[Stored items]
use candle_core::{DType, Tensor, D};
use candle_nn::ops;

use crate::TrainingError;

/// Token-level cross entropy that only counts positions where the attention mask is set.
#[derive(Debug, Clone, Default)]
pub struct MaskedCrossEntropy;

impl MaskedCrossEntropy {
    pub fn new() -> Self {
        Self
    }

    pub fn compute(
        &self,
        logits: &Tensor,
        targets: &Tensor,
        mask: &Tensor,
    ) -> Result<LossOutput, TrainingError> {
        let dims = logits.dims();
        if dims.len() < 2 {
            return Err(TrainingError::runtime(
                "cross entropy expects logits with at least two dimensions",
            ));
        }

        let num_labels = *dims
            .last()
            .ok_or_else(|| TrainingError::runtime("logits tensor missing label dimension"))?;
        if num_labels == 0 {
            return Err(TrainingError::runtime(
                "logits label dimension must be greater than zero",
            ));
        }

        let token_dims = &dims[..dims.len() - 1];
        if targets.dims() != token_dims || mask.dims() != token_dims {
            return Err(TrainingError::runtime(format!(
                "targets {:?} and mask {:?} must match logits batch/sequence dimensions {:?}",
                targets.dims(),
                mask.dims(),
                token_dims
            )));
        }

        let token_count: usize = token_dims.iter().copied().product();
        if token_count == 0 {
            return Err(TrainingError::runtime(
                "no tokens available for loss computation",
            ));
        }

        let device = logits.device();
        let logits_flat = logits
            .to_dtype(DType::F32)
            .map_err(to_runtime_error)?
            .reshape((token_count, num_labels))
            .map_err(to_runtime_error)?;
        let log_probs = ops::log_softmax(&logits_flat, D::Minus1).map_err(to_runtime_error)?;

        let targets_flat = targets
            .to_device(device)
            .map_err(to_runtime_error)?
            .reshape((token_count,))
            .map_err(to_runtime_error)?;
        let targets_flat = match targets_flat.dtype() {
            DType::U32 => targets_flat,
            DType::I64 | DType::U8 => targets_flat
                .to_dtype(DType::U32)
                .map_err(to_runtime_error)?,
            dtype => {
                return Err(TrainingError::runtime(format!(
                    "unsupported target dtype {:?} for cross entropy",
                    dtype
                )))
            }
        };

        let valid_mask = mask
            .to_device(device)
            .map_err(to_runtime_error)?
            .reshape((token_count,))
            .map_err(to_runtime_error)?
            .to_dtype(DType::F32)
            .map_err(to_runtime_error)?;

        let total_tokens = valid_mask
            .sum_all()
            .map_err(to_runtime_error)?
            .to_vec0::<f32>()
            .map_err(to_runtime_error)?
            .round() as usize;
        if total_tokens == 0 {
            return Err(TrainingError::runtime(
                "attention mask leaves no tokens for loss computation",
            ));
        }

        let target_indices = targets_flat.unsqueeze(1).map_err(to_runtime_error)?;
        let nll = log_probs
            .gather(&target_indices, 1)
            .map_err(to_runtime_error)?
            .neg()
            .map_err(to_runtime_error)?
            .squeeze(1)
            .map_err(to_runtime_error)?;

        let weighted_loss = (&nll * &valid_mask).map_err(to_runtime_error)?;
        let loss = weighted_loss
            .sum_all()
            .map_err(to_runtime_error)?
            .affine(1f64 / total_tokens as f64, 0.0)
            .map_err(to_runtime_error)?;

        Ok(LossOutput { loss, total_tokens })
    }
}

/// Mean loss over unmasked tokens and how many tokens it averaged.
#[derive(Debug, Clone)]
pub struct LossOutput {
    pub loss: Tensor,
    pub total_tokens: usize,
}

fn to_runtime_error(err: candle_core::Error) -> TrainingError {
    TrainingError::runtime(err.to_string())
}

- [What you should do]: Only the lines above from the one with "pub fn new()" through the one with "label dimension must" should be duplicated, character for character.

- [Solution for this problem]:
    pub fn new() -> Self {
        Self
    }

    pub fn compute(
        &self,
        logits: &Tensor,
        targets: &Tensor,
        mask: &Tensor,
    ) -> Result<LossOutput, TrainingError> {
        let dims = logits.dims();
        if dims.len() < 2 {
            return Err(TrainingError::runtime(
                "cross entropy expects logits with at least two dimensions",
            ));
        }

        let num_labels = *dims
            .last()
            .ok_or_else(|| TrainingError::runtime("logits tensor missing label dimension"))?;
        if num_labels == 0 {
            return Err(TrainingError::runtime(
                "logits label dimension must be greater than zero",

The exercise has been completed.